The new law aims at introducing simpler and more straightforward tax rules with a view to enhance clarity and predictability among taxpayers and effectively build trust and stability in the relationship between taxpayers and the tax authorities.
Interestingly enough, the new code is supplemented by a series of anti-avoidance provisions which were not present in the previous code. In particular, further to the transfer pricing, thin capitalisation and anti-tax haven provisions that already existed in the previous code, which are refined and/or amended to a certain extent in the new code, new controlled foreign companies (CFC) rules are introduced for the first time in Greek tax legislation.
Most importantly, the new code includes a more general anti-abuse rule which covers all kinds of transactions which are now embedded in the Greek Income Tax Code, such as mergers, divisions, contributions of assets, exchanges of shares and transfers of the registered seat of an SE (Societas Europaea – a European public limited liability company) or SCE (European Cooperative Society) to another EU member state.
Under this rule, all tax benefits enjoyed when performing such transactions may be lost if it is found that the principal objective or at least one of the principal objectives for effecting such transactions was merely tax avoidance and/or evasion and, thus, the corresponding transaction was not motivated by sound business reasons.

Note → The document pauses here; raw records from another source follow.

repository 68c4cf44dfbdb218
//! # Packrat Archive Writer (`common::archive::pack`)
//!
//! File: cli/src/common/archive/pack.rs
//!
//! ## Overview
//!
//! Builds a tar archive (optionally gzip- or bzip2-framed) from a list of inputs
//! relative to a base directory. Every descendant of every input becomes one
//! entry carrying its relative name, mode, and (for symlinks) its link target.
//!
//! ## Architecture
//!
//! - Inputs are validated up front, before the output file is created: the base
//!   directory must exist and be a directory; each input must be relative, stay
//!   inside the base directory, and exist.
//! - Each input is walked with `walkdir` without following symlinks (the input
//!   itself first, then its children sorted by name).
//! - Entry names are computed from `base_dir` with `pathdiff`. The process
//!   working directory is never read or changed, so concurrent packs are safe.
//! - Each visited object is turned into an `ArchiveEntry` and then a GNU tar
//!   header filled from its metadata. Regular files are opened *before* their
//!   header is written so an unreadable file aborts without a dangling header.
//!   The body is held to the size in the header: growth is cut off, and a file
//!   that shrinks mid-read fails the pack with an `Io` error.
//! - The tar end marker is written, then the codec trailer.
//!
//! On failure the partially written archive is left on disk; cleaning up is the
//! caller's decision.
//!
//! ## Usage
//!
//! ```rust
//! use packrat::common::archive::{pack, Compression, PackRequest};
//!
//! # fn run() -> packrat::core::error::ArchiveResult<()> {
//! let request = PackRequest::new("./project", ["src", "Cargo.toml"], "/tmp/project.tar.gz")
//!     .with_compression(Compression::Gzip);
//! pack(&request)?;
//! # Ok(())
//! # }
//! ```
//!
use super::entry::{ArchiveEntry, EntryKind, OtherKind, PackRequest};
use super::sanitize::normalize_entry_name;
use crate::common::fs::{links, probe};
use crate::core::error::{ArchiveError, ArchiveResult};
use std::fs::{self, File};
use std::io::{self, BufWriter, Read, Write};
use std::path::{Path, PathBuf};
use tracing::{debug, info, warn};
use walkdir::WalkDir;

/// Writes the archive described by `request`.
///
/// # Errors
///
/// - `NotFound` if `base_dir` or an input is missing.
/// - `NotADirectory` if `base_dir` is not a directory.
/// - `PathEscape` if an input is absolute or leaves `base_dir`.
/// - `Io` for any failure creating the output or reading/stating a source.
pub fn pack(request: &PackRequest) -> ArchiveResult<()> {
    let base_dir = request.base_dir.as_path();
    check_base_dir(base_dir)?;
    let roots = resolve_inputs(base_dir, &request.inputs)?;

    info!(
        "Packing {} input(s) from {:?} into {:?} ({})",
        roots.len(),
        base_dir,
        request.output_path,
        request.compression
    );

    let output = &request.output_path;
    let file = File::create(output).map_err(|e| ArchiveError::io(output, e))?;
    // Used to keep the archive from swallowing itself when it sits inside an input.
    let output_canonical = fs::canonicalize(output).ok();

    let encoder = request
        .compression
        .encoder(BufWriter::new(file), request.level);
    let mut builder = tar::Builder::new(encoder);

    let mut count = 0usize;
    for root in &roots {
        let walker = WalkDir::new(root)
            .follow_links(false)
            .follow_root_links(false)
            .sort_by_file_name();
        for dent in walker {
            let dent = dent.map_err(|e| probe::walk_error(root, e))?;
            let path = dent.path();
            let Some(name) = entry_name(base_dir, path) else {
                continue;
            };
            let metadata = dent.metadata().map_err(|e| probe::walk_error(path, e))?;

            if metadata.is_file() && is_output(path, output_canonical.as_deref()) {
                warn!("Skipping {:?}: it is the archive being written", path);
                continue;
            }

            if append_entry(&mut builder, path, name, &metadata)? {
                count += 1;
            }
        }
    }

    let encoder = builder
        .into_inner()
        .map_err(|e| ArchiveError::io(output, e))?;
    let mut writer = encoder.finish().map_err(|e| ArchiveError::io(output, e))?;
    writer.flush().map_err(|e| ArchiveError::io(output, e))?;

    info!("Wrote {} entries to {:?}", count, output);
    Ok(())
}

fn check_base_dir(base_dir: &Path) -> ArchiveResult<()> {
    let metadata = fs::metadata(base_dir).map_err(|e| ArchiveError::io(base_dir, e))?;
    if !metadata.is_dir() {
        return Err(ArchiveError::NotADirectory {
            path: base_dir.to_path_buf(),
        });
    }
    Ok(())
}

/// Joins each input onto `base_dir` after checking it stays inside and exists.
fn resolve_inputs(base_dir: &Path, inputs: &[PathBuf]) -> ArchiveResult<Vec<PathBuf>> {
    inputs
        .iter()
        .map(|input| {
            let root = match normalize_entry_name(input)? {
                Some(relative) => base_dir.join(relative),
                None => base_dir.to_path_buf(),
            };
            // Not following links: a dangling symlink is still a valid input.
            fs::symlink_metadata(&root).map_err(|e| ArchiveError::io(&root, e))?;
            Ok(root)
        })
        .collect()
}

/// Name of `path` relative to `base_dir`, or `None` for the base directory itself.
fn entry_name(base_dir: &Path, path: &Path) -> Option<PathBuf> {
    let relative = pathdiff::diff_paths(path, base_dir)?;
    if relative.as_os_str().is_empty() {
        None
    } else {
        Some(relative)
    }
}

fn is_output(path: &Path, output: Option<&Path>) -> bool {
    match output {
        Some(output) => fs::canonicalize(path).is_ok_and(|p| p == output),
        None => false,
    }
}

/// Appends one filesystem object. Returns `false` if it was skipped.
fn append_entry<W: Write>(
    builder: &mut tar::Builder<W>,
    path: &Path,
    name: PathBuf,
    metadata: &fs::Metadata,
) -> ArchiveResult<bool> {
    let link_target = if metadata.file_type().is_symlink() {
        Some(links::read_link_target(path)?)
    } else {
        None
    };
    let entry = ArchiveEntry::from_metadata(name, metadata, link_target)?;

    let mut header = tar::Header::new_gnu();
    header.set_metadata_in_mode(metadata, tar::HeaderMode::Complete);
    entry.apply_to_header(&mut header);

    let result = match &entry.kind {
        EntryKind::RegularFile { size } => {
            let file = File::open(path).map_err(|e| ArchiveError::io(path, e))?;
            builder.append_data(&mut header, &entry.name, ExactSize::new(file, *size))
        }
        EntryKind::Directory => builder.append_data(&mut header, &entry.name, io::empty()),
        EntryKind::Symlink { target } => builder.append_link(&mut header, &entry.name, target),
        EntryKind::Other(OtherKind::Socket) => {
            warn!("Skipping socket {:?}: tar cannot represent sockets", path);
            return Ok(false);
        }
        EntryKind::Other(_) => builder.append_data(&mut header, &entry.name, io::empty()),
    };
    result.map_err(|e| ArchiveError::io(path, e))?;

    debug!("Added {}", entry);
    Ok(true)
}

/// Yields exactly `size` bytes of `inner`, the length already written into the
/// entry header. Extra bytes are cut off; running dry early is `UnexpectedEof`,
/// since `tar` would otherwise pad a short body and misalign the archive.
struct ExactSize<R> {
    inner: io::Take<R>,
    remaining: u64,
}

impl<R: Read> ExactSize<R> {
    fn new(inner: R, size: u64) -> Self {
        ExactSize {
            inner: inner.take(size),
            remaining: size,
        }
    }
}

impl<R: Read> Read for ExactSize<R> {
    fn read(&mut self, buf: &mut [u8]) -> io::Result<usize> {
        let n = self.inner.read(buf)?;
        if n == 0 && self.remaining > 0 && !buf.is_empty() {
            return Err(io::Error::new(
                io::ErrorKind::UnexpectedEof,
                format!("file shrank while packing: {} bytes missing", self.remaining),
            ));
        }
        self.remaining -= n as u64;
        Ok(n)
    }
}
//! # Packrat Common Utilities (`common`)
//!
//! File: cli/src/common/mod.rs
//!
//! ## Overview
//!
//! Shared building blocks used by the command handlers:
//!
//! - **`archive`**: Packing and unpacking tar archives (plain, gzip, bzip2),
//!   the entry model and the extraction engine.
//! - **`fs`**: Filesystem probes (existence, size, link/dir checks, modify
//!   time, recursive listing) and the primitive mutations extraction needs.
//!
//! ```rust
//! use packrat::common::{archive, fs};
//! use std::path::Path;
//!
//! # fn run() -> packrat::core::error::ArchiveResult<()> {
//! if fs::probe::exists(Path::new("backup.tar.gz")) {
//!     archive::unpack_gzip(Path::new("backup.tar.gz"), Path::new("restore"))?;
//! }
//! # Ok(())
//! # }
//! ```
//!

/// Tar archive creation and extraction.
pub mod archive;
/// Filesystem probes and primitive mutations.
pub mod fs;
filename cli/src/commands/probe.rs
//! # Packrat Probe Handler
//!
//! File: cli/src/commands/probe.rs
//!
//! Implements `packrat probe`, a thin front-end over `common::fs::probe`.
//! Prints whether the path exists and, if it does, its size, whether it is a
//! symlink or a directory, and its modification time. `--files` instead prints
//! every non-directory entry below the path, one absolute path per line.
//!
//! ```bash
//! packrat probe ./backup.tar.gz
//! packrat probe --files ./project
//! ```
//!
use clap::Parser;
use packrat::common::fs::probe;
use packrat::core::error::{ArchiveError, ArchiveResult, Result};
use std::io::ErrorKind;
use std::path::{Path, PathBuf};
use tracing::info;

#[derive(Parser, Debug)]
#[command(about = "Report filesystem facts about a path")]
pub struct ProbeArgs {
    /// Path to inspect.
    path: PathBuf,

    /// List every non-directory entry below the path instead.
    #[arg(long)]
    files: bool,
}

pub async fn handle_probe(args: ProbeArgs) -> Result<()> {
    info!("Probing {:?} (files: {})", args.path, args.files);
    let path = args.path.as_path();

    if args.files {
        for file in probe::list_files_recursive(path)? {
            println!("{}", file.display());
        }
        return Ok(());
    }

    let exists = probe::exists(path);
    // A dangling symlink doesn't "exist" but is still a link.
    let is_symlink = symlink_status(path)?;
    println!("path:      {}", path.display());
    println!("exists:    {}", exists);
    println!("symlink:   {}", is_symlink);
    if exists {
        println!("directory: {}", probe::is_dir(path));
        println!("size:      {}", probe::size(path)?);
        println!(
            "modified:  {}",
            probe::modify_time(path)?.format("%Y-%m-%d %H:%M:%S %z")
        );
    }
    Ok(())
}

/// `probe::is_symlink`, except that a path that isn't there is simply not a link.
/// Any other stat failure is reported.
fn symlink_status(path: &Path) -> ArchiveResult<bool> {
    match probe::is_symlink(path) {
        Err(ArchiveError::Io { source, .. }) if source.kind() == ErrorKind::NotFound => Ok(false),
        other => other,
    }
}
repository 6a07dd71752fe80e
pub mod core;
/// Standard Base64 alphabet (RFC 4648 Table 1): a 6-bit value 0..=63
/// indexes directly into this table.
const ALPHABET: &[u8; 64] =
    b"ABCDEFGHIJKLMNOPQRSTUVWXYZabcdefghijklmnopqrstuvwxyz0123456789+/";

/// Padding byte for input lengths not divisible by 3.
const PAD: u8 = b'=';

/// Number of output bytes required to encode `len` input bytes:
/// every complete or partial group of 3 input bytes becomes 4 symbols.
#[inline]
pub const fn enc_length(len: usize) -> usize {
    (len + 2) / 3 * 4
}

/// Encode the window `input[offset..offset + length]` into `output`.
///
/// `output` must be exactly `enc_length(length)` bytes; callers reusing a
/// larger scratch buffer pass `&mut buf[..enc_length(length)]`. Every byte
/// of `output` is written, none is read. Returns the filled buffer so the
/// call composes with writers.
///
/// # Panics
///
/// Panics if the window exceeds `input` or if `output` has the wrong size.
/// Both are caller bugs, not recoverable conditions, so they fail fast here
/// rather than as an index panic deep in the loop.
pub fn encode_into<'a>(
    input: &[u8],
    offset: usize,
    length: usize,
    output: &'a mut [u8],
) -> &'a [u8] {
    let end = offset.checked_add(length);
    assert!(
        end.is_some_and(|end| end <= input.len()),
        "encode window {}..+{} out of bounds for input of {} bytes",
        offset,
        length,
        input.len()
    );
    assert!(
        output.len() == enc_length(length),
        "output buffer is {} bytes, need exactly {} for {} input bytes",
        output.len(),
        enc_length(length),
        length
    );

    let window = &input[offset..offset + length];
    let tail_len = length % 3;
    let (groups, tail) = window.split_at(length - tail_len);

    // Hot loop: 3 input bytes -> 4 symbols. chunks_exact lets the
    // optimizer drop the per-iteration bounds checks.
    for (src, dst) in groups.chunks_exact(3).zip(output.chunks_exact_mut(4)) {
        let (x, y, z) = (src[0], src[1], src[2]);
        dst[0] = ALPHABET[(x >> 2) as usize];
        dst[1] = ALPHABET[((x << 4 | y >> 4) & 0x3F) as usize];
        dst[2] = ALPHABET[((y << 2 | z >> 6) & 0x3F) as usize];
        dst[3] = ALPHABET[(z & 0x3F) as usize];
    }

    // Tail group: the last 4 output positions, padded with '='.
    let n = output.len();
    match *tail {
        [] => {}
        [x] => {
            output[n - 4] = ALPHABET[(x >> 2) as usize];
            output[n - 3] = ALPHABET[((x << 4) & 0x3F) as usize];
            output[n - 2] = PAD;
            output[n - 1] = PAD;
        }
        [x, y] => {
            output[n - 4] = ALPHABET[(x >> 2) as usize];
            output[n - 3] = ALPHABET[((x << 4 | y >> 4) & 0x3F) as usize];
            output[n - 2] = ALPHABET[((y << 2) & 0x3F) as usize];
            output[n - 1] = PAD;
        }
        _ => unreachable!(),
    }

    output
}

/// Encode an entire byte slice into a freshly allocated buffer.
#[inline]
pub fn encode(input: &[u8]) -> Vec<u8> {
    encode_window(input, 0, input.len())
}

/// Encode the window `input[offset..offset + length]` into a freshly
/// allocated buffer of exactly `enc_length(length)` bytes.
///
/// # Panics
///
/// Panics if the window exceeds `input` (see [`encode_into`]).
pub fn encode_window(input: &[u8], offset: usize, length: usize) -> Vec<u8> {
    let mut output = vec![0u8; enc_length(length)];
    encode_into(input, offset, length, &mut output);
    output
}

Said rule effectively quotes the corresponding provision found in the Merger Directive (90/434/EEC), which was implemented into Greek law several years ago through a separate legal document (law 2578/1998).
Given the fact that the new law is still fairly recent, it is expected that additional guidance will be provided by the Greek Ministry of Finance in due course via relevant administrative circulars to shed additional light on any ambiguous points.